# Work order
Going line by line through the listing below, count each line that includes the word "Copy", and reply with the count only.

# Provided data

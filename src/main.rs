#![warn(clippy::all, clippy::pedantic)]

use std::io;
use std::os::fd::AsRawFd;
use std::sync::Arc;
use std::time::{Duration, Instant};

use anyhow::{Context, Result};
use crossterm::{
    event::{self, DisableMouseCapture, EnableMouseCapture, Event, KeyEventKind},
    execute,
    terminal::{EnterAlternateScreen, LeaveAlternateScreen, disable_raw_mode, enable_raw_mode},
};
use log::{debug, error, info, warn};
use ratatui::{Terminal, prelude::*};

use showdown::FrameClock;
use showdown::app::App;
use showdown::config::{GameConfig, loader};
use showdown::settings::SettingsStore;
use showdown::sound::AudioState;
use showdown::storage::{MemoryStore, SharedStore};
use showdown::ui;

fn main() -> Result<()> {
    // Create log file and redirect stderr to it
    let log_path = "showdown.log";
    let log_file = std::fs::OpenOptions::new()
        .create(true)
        .write(true)
        .truncate(true)
        .open(log_path)
        .context("Failed to create log file")?;

    // Redirect stderr to the log file
    let stderr_handle = std::io::stderr();
    let stderr_fd = stderr_handle.as_raw_fd();
    let log_file_fd = log_file.as_raw_fd();

    // Safety: We're redirecting stderr to our log file using standard POSIX operations
    unsafe {
        libc::dup2(log_file_fd, stderr_fd);
    }

    // Configure the logger to use stderr (which is now redirected to our file)
    env_logger::Builder::from_env(env_logger::Env::default().default_filter_or("info"))
        .format_timestamp(None)
        .format_module_path(false)
        .init();

    info!("Starting Showdown");

    let config = match loader::load_config() {
        Ok(config) => {
            info!("Configuration loaded successfully");
            config
        }
        Err(e) => {
            error!("Failed to load configuration: {e}");
            GameConfig::default()
        }
    };

    let store: SharedStore = match config.storage.open() {
        Ok(store) => store,
        Err(e) => {
            warn!("Records unavailable ({e}), keeping them in memory for this run");
            Arc::new(MemoryStore::new())
        }
    };

    let settings = SettingsStore::load(store.clone()).get();
    let audio = AudioState::new(&settings);
    let app = App::new(&config, store, audio);

    // Terminal initialization
    enable_raw_mode()?;
    let mut stdout = io::stdout();
    execute!(stdout, EnterAlternateScreen, EnableMouseCapture)?;
    let backend = CrosstermBackend::new(stdout);
    let mut terminal = Terminal::new(backend)?;

    let res = run_app(
        &mut terminal,
        app,
        config.timing.render_tick(),
        config.timing.game_tick(),
    );

    // Restore terminal
    disable_raw_mode()?;
    execute!(
        terminal.backend_mut(),
        LeaveAlternateScreen,
        DisableMouseCapture
    )?;
    terminal.show_cursor()?;

    if let Err(err) = res {
        error!("Game error: {err:?}");
        return Err(err);
    }

    info!("Goodbye, partner");
    Ok(())
}

fn run_app<B: Backend>(
    terminal: &mut Terminal<B>,
    mut app: App,
    tick_rate: Duration,
    game_tick_rate: Duration,
) -> Result<()> {
    let mut last_render = Instant::now();
    let mut last_game_tick = Instant::now();
    let mut clock = FrameClock::new();

    // Explicitly flush any pending input events that might be in the buffer
    while event::poll(Duration::from_millis(0))? {
        let _ = event::read()?;
    }

    let mut audio_error_logged = false;

    loop {
        if last_render.elapsed() >= tick_rate {
            terminal.draw(|f| ui::render(f, &mut app))?;
            last_render = Instant::now();
        }

        if last_game_tick.elapsed() >= game_tick_rate {
            last_game_tick = Instant::now();
            let delta = clock.tick();

            // If audio device is unavailable and we haven't logged it yet, log it once
            if !audio_error_logged && !app.world.resource::<AudioState>().is_available() {
                error!("Audio device is unavailable. Continuing without sound.");
                audio_error_logged = true;
            }

            let size = terminal.size()?;
            app.set_terminal_size(size.width, size.height);
            app.on_tick(delta);
        }

        if app.should_quit {
            return Ok(());
        }

        if event::poll(Duration::from_millis(5))? {
            match event::read()? {
                Event::Key(key) if key.kind == KeyEventKind::Press => {
                    debug!("Key event: {key:?}");
                    app.handle_key(key.code);
                }
                Event::Mouse(mouse) => app.handle_mouse(mouse),
                _ => {}
            }
        }
    }
}
#![warn(clippy::all, clippy::pedantic)]

use std::time::Duration;

use crate::components::{Heading, TargetSpec};
use crate::game::{Difficulty, Playfield};

/// Picks a target for `difficulty` and places it just outside one edge of
/// the playfield, heading across it.
#[must_use]
pub fn generate(difficulty: Difficulty, bounds: &Playfield, now: Duration) -> TargetSpec {
    generate_with(&mut fastrand::Rng::new(), difficulty, bounds, now)
}

#[must_use]
pub fn generate_with(
    rng: &mut fastrand::Rng,
    difficulty: Difficulty,
    bounds: &Playfield,
    now: Duration,
) -> TargetSpec {
    let table = difficulty.archetypes();
    let template = table[rng.usize(..table.len())];

    let (x, direction) = if rng.bool() {
        (bounds.left_edge(), Heading::Right)
    } else {
        (bounds.right_edge(), Heading::Left)
    };
    let y = bounds.spawn_top + rng.f32() * bounds.spawn_height;

    TargetSpec {
        kind: Some(template.kind),
        x: Some(x),
        y: Some(y),
        speed: Some(template.speed),
        points: Some(template.points),
        direction: Some(direction),
        created_at: Some(now),
    }
}
#![warn(clippy::all, clippy::pedantic)]

use bevy_ecs::prelude::Resource;
use log::debug;
use std::fmt;
use std::str::FromStr;

use crate::storage::{self, SharedStore, StoreKey};

pub const DEFAULT_SFX_VOLUME: u8 = 70;
pub const DEFAULT_MUSIC_VOLUME: u8 = 50;
pub const MAX_VOLUME: u8 = 100;

#[derive(Debug, Clone, Copy, PartialEq, Eq, Hash, Default)]
pub enum CrosshairStyle {
    #[default]
    Classic,
    Modern,
    Minimal,
}

impl CrosshairStyle {
    pub const ALL: [CrosshairStyle; 3] = [
        CrosshairStyle::Classic,
        CrosshairStyle::Modern,
        CrosshairStyle::Minimal,
    ];

    #[must_use]
    pub fn as_str(self) -> &'static str {
        match self {
            CrosshairStyle::Classic => "classic",
            CrosshairStyle::Modern => "modern",
            CrosshairStyle::Minimal => "minimal",
        }
    }

    #[must_use]
    pub fn glyph(self) -> &'static str {
        match self {
            CrosshairStyle::Classic => "+",
            CrosshairStyle::Modern => "⊕",
            CrosshairStyle::Minimal => "·",
        }
    }

    #[must_use]
    pub fn next(self) -> Self {
        match self {
            CrosshairStyle::Classic => CrosshairStyle::Modern,
            CrosshairStyle::Modern => CrosshairStyle::Minimal,
            CrosshairStyle::Minimal => CrosshairStyle::Classic,
        }
    }

    #[must_use]
    pub fn prev(self) -> Self {
        match self {
            CrosshairStyle::Classic => CrosshairStyle::Minimal,
            CrosshairStyle::Modern => CrosshairStyle::Classic,
            CrosshairStyle::Minimal => CrosshairStyle::Modern,
        }
    }
}

impl fmt::Display for CrosshairStyle {
    fn fmt(&self, f: &mut fmt::Formatter<'_>) -> fmt::Result {
        f.write_str(self.as_str())
    }
}

impl FromStr for CrosshairStyle {
    type Err = String;

    fn from_str(s: &str) -> Result<Self, Self::Err> {
        match s {
            "classic" => Ok(CrosshairStyle::Classic),
            "modern" => Ok(CrosshairStyle::Modern),
            "minimal" => Ok(CrosshairStyle::Minimal),
            other => Err(format!("unknown crosshair style: {other}")),
        }
    }
}

#[derive(Debug, Clone, Copy, PartialEq, Eq)]
pub struct Settings {
    pub sfx_volume: u8,
    pub music_volume: u8,
    pub crosshair_style: CrosshairStyle,
}

impl Default for Settings {
    fn default() -> Self {
        Self {
            sfx_volume: DEFAULT_SFX_VOLUME,
            music_volume: DEFAULT_MUSIC_VOLUME,
            crosshair_style: CrosshairStyle::Classic,
        }
    }
}

impl Settings {
    /// Volumes as gain factors for the audio engine.
    #[must_use]
    pub fn sfx_gain(&self) -> f32 {
        f32::from(self.sfx_volume) / f32::from(MAX_VOLUME)
    }

    #[must_use]
    pub fn music_gain(&self) -> f32 {
        f32::from(self.music_volume) / f32::from(MAX_VOLUME)
    }
}

/// Any subset of settings to change. Volumes outside 0..=100 are clamped.
#[derive(Debug, Clone, Copy, Default, PartialEq, Eq)]
pub struct SettingsUpdate {
    pub sfx_volume: Option<i32>,
    pub music_volume: Option<i32>,
    pub crosshair_style: Option<CrosshairStyle>,
}

impl SettingsUpdate {
    fn from_settings(settings: Settings) -> Self {
        Self {
            sfx_volume: Some(i32::from(settings.sfx_volume)),
            music_volume: Some(i32::from(settings.music_volume)),
            crosshair_style: Some(settings.crosshair_style),
        }
    }
}

fn clamp_volume(volume: i32) -> u8 {
    u8::try_from(volume.clamp(0, i32::from(MAX_VOLUME))).unwrap_or(MAX_VOLUME)
}

/// Player preferences, persisted key by key.
#[derive(Resource)]
pub struct SettingsStore {
    current: Settings,
    store: SharedStore,
}

impl SettingsStore {
    /// Reads the saved settings; anything missing or unreadable keeps its
    /// default.
    #[must_use]
    pub fn load(store: SharedStore) -> Self {
        let defaults = Settings::default();
        let current = Settings {
            sfx_volume: storage::load::<i32>(store.as_ref(), StoreKey::SfxVolume)
                .map_or(defaults.sfx_volume, clamp_volume),
            music_volume: storage::load::<i32>(store.as_ref(), StoreKey::MusicVolume)
                .map_or(defaults.music_volume, clamp_volume),
            crosshair_style: storage::load(store.as_ref(), StoreKey::CrosshairStyle)
                .unwrap_or(defaults.crosshair_style),
        };
        debug!("Loaded settings: {current:?}");

        Self { current, store }
    }

    #[must_use]
    pub fn get(&self) -> Settings {
        self.current
    }

    /// Merges `update` and persists the fields it touched. A failed write is
    /// logged and the new value is still kept for this run.
    pub fn update(&mut self, update: SettingsUpdate) -> Settings {
        let store = self.store.as_ref();
        if let Some(volume) = update.sfx_volume {
            self.current.sfx_volume = clamp_volume(volume);
            storage::save(store, StoreKey::SfxVolume, self.current.sfx_volume);
        }
        if let Some(volume) = update.music_volume {
            self.current.music_volume = clamp_volume(volume);
            storage::save(store, StoreKey::MusicVolume, self.current.music_volume);
        }
        if let Some(style) = update.crosshair_style {
            self.current.crosshair_style = style;
            storage::save(store, StoreKey::CrosshairStyle, style);
        }
        self.current
    }

    pub fn reset(&mut self) -> Settings {
        self.update(SettingsUpdate::from_settings(Settings::default()))
    }
}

# Exercise result
3